//! Access control for protected routes.
//!
//! A route is guarded by an [`AccessChain`]: an ordered list of [`Check`]s
//! evaluated front to back by one middleware. The builder only offers
//! `require_role` after `authenticate`, so a role check can never run
//! without an identity in place.

use std::marker::PhantomData;
use std::sync::Arc;

use axum::{
    async_trait,
    extract::{FromRequestParts, Request, State},
    http::{header, request::Parts, HeaderMap},
    middleware::Next,
    response::Response,
};
use tracing::{debug, warn};

use crate::{
    auth::{claims::Claims, jwt::JwtKeys},
    error::AppError,
    users::repo_types::Role,
};

/// Caller identity taken from a verified token. Inserted into request
/// extensions by the authenticate check.
#[derive(Debug, Clone, PartialEq, Eq)]
pub struct Identity {
    pub user_id: i64,
    pub email: String,
    pub role: Role,
}

impl Identity {
    fn from_claims(claims: Claims) -> Option<Self> {
        Some(Self {
            user_id: claims.user_id()?,
            email: claims.email,
            role: claims.role,
        })
    }
}

#[derive(Debug, Clone, Copy, PartialEq, Eq)]
pub enum Check {
    Authenticate,
    RequireRole(Role),
}

/// Admin passes every role requirement, user passes only its own.
fn satisfies(actual: Role, required: Role) -> bool {
    actual == Role::Admin || actual == required
}

/// Builder stage before `authenticate`.
pub struct Anonymous;
/// Builder stage after `authenticate`.
pub struct Authenticated;

pub struct ChainBuilder<Stage> {
    keys: JwtKeys,
    checks: Vec<Check>,
    _stage: PhantomData<Stage>,
}

impl ChainBuilder<Anonymous> {
    pub fn authenticate(mut self) -> ChainBuilder<Authenticated> {
        self.checks.push(Check::Authenticate);
        ChainBuilder {
            keys: self.keys,
            checks: self.checks,
            _stage: PhantomData,
        }
    }
}

impl ChainBuilder<Authenticated> {
    pub fn require_role(mut self, role: Role) -> Self {
        self.checks.push(Check::RequireRole(role));
        self
    }

    pub fn build(self) -> AccessChain {
        AccessChain {
            keys: self.keys,
            checks: self.checks.into(),
        }
    }
}

#[derive(Clone)]
pub struct AccessChain {
    keys: JwtKeys,
    checks: Arc<[Check]>,
}

impl AccessChain {
    pub fn builder(keys: JwtKeys) -> ChainBuilder<Anonymous> {
        ChainBuilder {
            keys,
            checks: Vec::new(),
            _stage: PhantomData,
        }
    }

    /// Token required.
    pub fn authenticated(keys: JwtKeys) -> Self {
        Self::builder(keys).authenticate().build()
    }

    /// Token required and the caller must be an admin.
    pub fn admin(keys: JwtKeys) -> Self {
        Self::builder(keys)
            .authenticate()
            .require_role(Role::Admin)
            .build()
    }

    pub fn checks(&self) -> &[Check] {
        &self.checks
    }

    /// Runs every check in order, stopping at the first failure.
    pub fn evaluate(&self, headers: &HeaderMap) -> Result<Option<Identity>, AppError> {
        let mut identity: Option<Identity> = None;
        for check in self.checks.iter() {
            match *check {
                Check::Authenticate => {
                    let token = bearer_token(headers).ok_or(AppError::Unauthorized)?;
                    let claims = self.keys.verify(token).map_err(|e| {
                        debug!(error = %e, "token rejected");
                        AppError::Unauthorized
                    })?;
                    identity = Some(Identity::from_claims(claims).ok_or(AppError::Unauthorized)?);
                }
                Check::RequireRole(required) => {
                    let who = identity.as_ref().ok_or(AppError::Unauthorized)?;
                    if !satisfies(who.role, required) {
                        warn!(user_id = who.user_id, role = %who.role, required = %required, "role check failed");
                        return Err(AppError::Forbidden);
                    }
                }
            }
        }
        Ok(identity)
    }
}

/// Returns the token of an `Authorization: Bearer <token>` header.
fn bearer_token(headers: &HeaderMap) -> Option<&str> {
    let value = headers.get(header::AUTHORIZATION)?.to_str().ok()?;
    let (scheme, token) = value.split_once(' ')?;
    if !scheme.eq_ignore_ascii_case("bearer") {
        return None;
    }
    let token = token.trim();
    (!token.is_empty()).then_some(token)
}

/// Middleware running an [`AccessChain`]. Attach with
/// `middleware::from_fn_with_state(chain, enforce)`.
pub async fn enforce(
    State(chain): State<AccessChain>,
    mut req: Request,
    next: Next,
) -> Result<Response, AppError> {
    if let Some(identity) = chain.evaluate(req.headers())? {
        req.extensions_mut().insert(identity);
    }
    Ok(next.run(req).await)
}

#[async_trait]
impl<S> FromRequestParts<S> for Identity
where
    S: Send + Sync,
{
    type Rejection = AppError;

    async fn from_request_parts(parts: &mut Parts, _state: &S) -> Result<Self, Self::Rejection> {
        parts
            .extensions
            .get::<Identity>()
            .cloned()
            .ok_or(AppError::Unauthorized)
    }
}

#[cfg(test)]
mod tests {
    use super::*;
    use crate::config::JwtConfig;
    use axum::http::HeaderValue;
    use time::Duration;

    fn keys() -> JwtKeys {
        JwtKeys::from_config(&JwtConfig {
            secret: "guard-secret".into(),
            issuer: "iss".into(),
            audience: "aud".into(),
            ttl_minutes: 10,
        })
    }

    fn headers_with(value: &str) -> HeaderMap {
        let mut h = HeaderMap::new();
        h.insert(header::AUTHORIZATION, HeaderValue::from_str(value).unwrap());
        h
    }

    #[test]
    fn builder_orders_authenticate_first() {
        let chain = AccessChain::admin(keys());
        assert_eq!(
            chain.checks(),
            &[Check::Authenticate, Check::RequireRole(Role::Admin)]
        );
    }

    #[test]
    fn missing_header_is_unauthorized() {
        let chain = AccessChain::authenticated(keys());
        let err = chain.evaluate(&HeaderMap::new()).unwrap_err();
        assert!(matches!(err, AppError::Unauthorized));
    }

    #[test]
    fn wrong_scheme_is_unauthorized() {
        let k = keys();
        let token = k.issue_access(1, "a@x.com", Role::User).unwrap();
        let chain = AccessChain::authenticated(k);
        let err = chain
            .evaluate(&headers_with(&format!("Basic {token}")))
            .unwrap_err();
        assert!(matches!(err, AppError::Unauthorized));
    }

    #[test]
    fn valid_token_yields_identity() {
        let k = keys();
        let token = k.issue_access(5, "a@x.com", Role::User).unwrap();
        let chain = AccessChain::authenticated(k);
        let identity = chain
            .evaluate(&headers_with(&format!("Bearer {token}")))
            .unwrap()
            .expect("identity");
        assert_eq!(
            identity,
            Identity {
                user_id: 5,
                email: "a@x.com".into(),
                role: Role::User
            }
        );
    }

    #[test]
    fn expired_token_is_unauthorized() {
        let k = keys();
        let token = k
            .issue(5, "a@x.com", Role::Admin, Duration::seconds(-5))
            .unwrap();
        let chain = AccessChain::admin(k);
        let err = chain
            .evaluate(&headers_with(&format!("Bearer {token}")))
            .unwrap_err();
        assert!(matches!(err, AppError::Unauthorized));
    }

    #[test]
    fn user_role_is_forbidden_on_admin_chain() {
        let k = keys();
        let token = k.issue_access(5, "a@x.com", Role::User).unwrap();
        let chain = AccessChain::admin(k);
        let err = chain
            .evaluate(&headers_with(&format!("Bearer {token}")))
            .unwrap_err();
        assert!(matches!(err, AppError::Forbidden));
    }

    #[test]
    fn admin_role_passes_admin_chain() {
        let k = keys();
        let token = k.issue_access(9, "root@x.com", Role::Admin).unwrap();
        let chain = AccessChain::admin(k);
        let identity = chain
            .evaluate(&headers_with(&format!("bearer {token}")))
            .unwrap()
            .expect("identity");
        assert_eq!(identity.role, Role::Admin);
    }

    #[test]
    fn admin_satisfies_user_requirement() {
        assert!(satisfies(Role::Admin, Role::User));
        assert!(satisfies(Role::User, Role::User));
        assert!(!satisfies(Role::User, Role::Admin));
    }
}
....................
**INSTRUCTIONS FOR THE TASK**
Retype the records in their entirety, matching each one exactly.

**SOLVED PROBLEM**
//! Access control for protected routes.
//!
//! A route is guarded by an [`AccessChain`]: an ordered list of [`Check`]s
//! evaluated front to back by one middleware. The builder only offers
//! `require_role` after `authenticate`, so a role check can never run
//! without an identity in place.

use std::marker::PhantomData;
use std::sync::Arc;

use axum::{
    async_trait,
    extract::{FromRequestParts, Request, State},
    http::{header, request::Parts, HeaderMap},
    middleware::Next,
    response::Response,
};
use tracing::{debug, warn};

use crate::{
    auth::{claims::Claims, jwt::JwtKeys},
    error::AppError,
    users::repo_types::Role,
};

/// Caller identity taken from a verified token. Inserted into request
/// extensions by the authenticate check.
#[derive(Debug, Clone, PartialEq, Eq)]
pub struct Identity {
    pub user_id: i64,
    pub email: String,
    pub role: Role,
}

impl Identity {
    fn from_claims(claims: Claims) -> Option<Self> {
        Some(Self {
            user_id: claims.user_id()?,
            email: claims.email,
            role: claims.role,
        })
    }
}

#[derive(Debug, Clone, Copy, PartialEq, Eq)]
pub enum Check {
    Authenticate,
    RequireRole(Role),
}

/// Admin passes every role requirement, user passes only its own.
fn satisfies(actual: Role, required: Role) -> bool {
    actual == Role::Admin || actual == required
}

/// Builder stage before `authenticate`.
pub struct Anonymous;
/// Builder stage after `authenticate`.
pub struct Authenticated;

pub struct ChainBuilder<Stage> {
    keys: JwtKeys,
    checks: Vec<Check>,
    _stage: PhantomData<Stage>,
}

impl ChainBuilder<Anonymous> {
    pub fn authenticate(mut self) -> ChainBuilder<Authenticated> {
        self.checks.push(Check::Authenticate);
        ChainBuilder {
            keys: self.keys,
            checks: self.checks,
            _stage: PhantomData,
        }
    }
}

impl ChainBuilder<Authenticated> {
    pub fn require_role(mut self, role: Role) -> Self {
        self.checks.push(Check::RequireRole(role));
        self
    }

    pub fn build(self) -> AccessChain {
        AccessChain {
            keys: self.keys,
            checks: self.checks.into(),
        }
    }
}

#[derive(Clone)]
pub struct AccessChain {
    keys: JwtKeys,
    checks: Arc<[Check]>,
}

impl AccessChain {
    pub fn builder(keys: JwtKeys) -> ChainBuilder<Anonymous> {
        ChainBuilder {
            keys,
            checks: Vec::new(),
            _stage: PhantomData,
        }
    }

    /// Token required.
    pub fn authenticated(keys: JwtKeys) -> Self {
        Self::builder(keys).authenticate().build()
    }

    /// Token required and the caller must be an admin.
    pub fn admin(keys: JwtKeys) -> Self {
        Self::builder(keys)
            .authenticate()
            .require_role(Role::Admin)
            .build()
    }

    pub fn checks(&self) -> &[Check] {
        &self.checks
    }

    /// Runs every check in order, stopping at the first failure.
    pub fn evaluate(&self, headers: &HeaderMap) -> Result<Option<Identity>, AppError> {
        let mut identity: Option<Identity> = None;
        for check in self.checks.iter() {
            match *check {
                Check::Authenticate => {
                    let token = bearer_token(headers).ok_or(AppError::Unauthorized)?;
                    let claims = self.keys.verify(token).map_err(|e| {
                        debug!(error = %e, "token rejected");
                        AppError::Unauthorized
                    })?;
                    identity = Some(Identity::from_claims(claims).ok_or(AppError::Unauthorized)?);
                }
                Check::RequireRole(required) => {
                    let who = identity.as_ref().ok_or(AppError::Unauthorized)?;
                    if !satisfies(who.role, required) {
                        warn!(user_id = who.user_id, role = %who.role, required = %required, "role check failed");
                        return Err(AppError::Forbidden);
                    }
                }
            }
        }
        Ok(identity)
    }
}

/// Returns the token of an `Authorization: Bearer <token>` header.
fn bearer_token(headers: &HeaderMap) -> Option<&str> {
    let value = headers.get(header::AUTHORIZATION)?.to_str().ok()?;
    let (scheme, token) = value.split_once(' ')?;
    if !scheme.eq_ignore_ascii_case("bearer") {
        return None;
    }
    let token = token.trim();
    (!token.is_empty()).then_some(token)
}

/// Middleware running an [`AccessChain`]. Attach with
/// `middleware::from_fn_with_state(chain, enforce)`.
pub async fn enforce(
    State(chain): State<AccessChain>,
    mut req: Request,
    next: Next,
) -> Result<Response, AppError> {
    if let Some(identity) = chain.evaluate(req.headers())? {
        req.extensions_mut().insert(identity);
    }
    Ok(next.run(req).await)
}

#[async_trait]
impl<S> FromRequestParts<S> for Identity
where
    S: Send + Sync,
{
    type Rejection = AppError;

    async fn from_request_parts(parts: &mut Parts, _state: &S) -> Result<Self, Self::Rejection> {
        parts
            .extensions
            .get::<Identity>()
            .cloned()
            .ok_or(AppError::Unauthorized)
    }
}

#[cfg(test)]
mod tests {
    use super::*;
    use crate::config::JwtConfig;
    use axum::http::HeaderValue;
    use time::Duration;

    fn keys() -> JwtKeys {
        JwtKeys::from_config(&JwtConfig {
            secret: "guard-secret".into(),
            issuer: "iss".into(),
            audience: "aud".into(),
            ttl_minutes: 10,
        })
    }

    fn headers_with(value: &str) -> HeaderMap {
        let mut h = HeaderMap::new();
        h.insert(header::AUTHORIZATION, HeaderValue::from_str(value).unwrap());
        h
    }

    #[test]
    fn builder_orders_authenticate_first() {
        let chain = AccessChain::admin(keys());
        assert_eq!(
            chain.checks(),
            &[Check::Authenticate, Check::RequireRole(Role::Admin)]
        );
    }

    #[test]
    fn missing_header_is_unauthorized() {
        let chain = AccessChain::authenticated(keys());
        let err = chain.evaluate(&HeaderMap::new()).unwrap_err();
        assert!(matches!(err, AppError::Unauthorized));
    }

    #[test]
    fn wrong_scheme_is_unauthorized() {
        let k = keys();
        let token = k.issue_access(1, "a@x.com", Role::User).unwrap();
        let chain = AccessChain::authenticated(k);
        let err = chain
            .evaluate(&headers_with(&format!("Basic {token}")))
            .unwrap_err();
        assert!(matches!(err, AppError::Unauthorized));
    }

    #[test]
    fn valid_token_yields_identity() {
        let k = keys();
        let token = k.issue_access(5, "a@x.com", Role::User).unwrap();
        let chain = AccessChain::authenticated(k);
        let identity = chain
            .evaluate(&headers_with(&format!("Bearer {token}")))
            .unwrap()
            .expect("identity");
        assert_eq!(
            identity,
            Identity {
                user_id: 5,
                email: "a@x.com".into(),
                role: Role::User
            }
        );
    }

    #[test]
    fn expired_token_is_unauthorized() {
        let k = keys();
        let token = k
            .issue(5, "a@x.com", Role::Admin, Duration::seconds(-5))
            .unwrap();
        let chain = AccessChain::admin(k);
        let err = chain
            .evaluate(&headers_with(&format!("Bearer {token}")))
            .unwrap_err();
        assert!(matches!(err, AppError::Unauthorized));
    }

    #[test]
    fn user_role_is_forbidden_on_admin_chain() {
        let k = keys();
        let token = k.issue_access(5, "a@x.com", Role::User).unwrap();
        let chain = AccessChain::admin(k);
        let err = chain
            .evaluate(&headers_with(&format!("Bearer {token}")))
            .unwrap_err();
        assert!(matches!(err, AppError::Forbidden));
    }

    #[test]
    fn admin_role_passes_admin_chain() {
        let k = keys();
        let token = k.issue_access(9, "root@x.com", Role::Admin).unwrap();
        let chain = AccessChain::admin(k);
        let identity = chain
            .evaluate(&headers_with(&format!("bearer {token}")))
            .unwrap()
            .expect("identity");
        assert_eq!(identity.role, Role::Admin);
    }

    #[test]
    fn admin_satisfies_user_requirement() {
        assert!(satisfies(Role::Admin, Role::User));
        assert!(satisfies(Role::User, Role::User));
        assert!(!satisfies(Role::User, Role::Admin));
    }
}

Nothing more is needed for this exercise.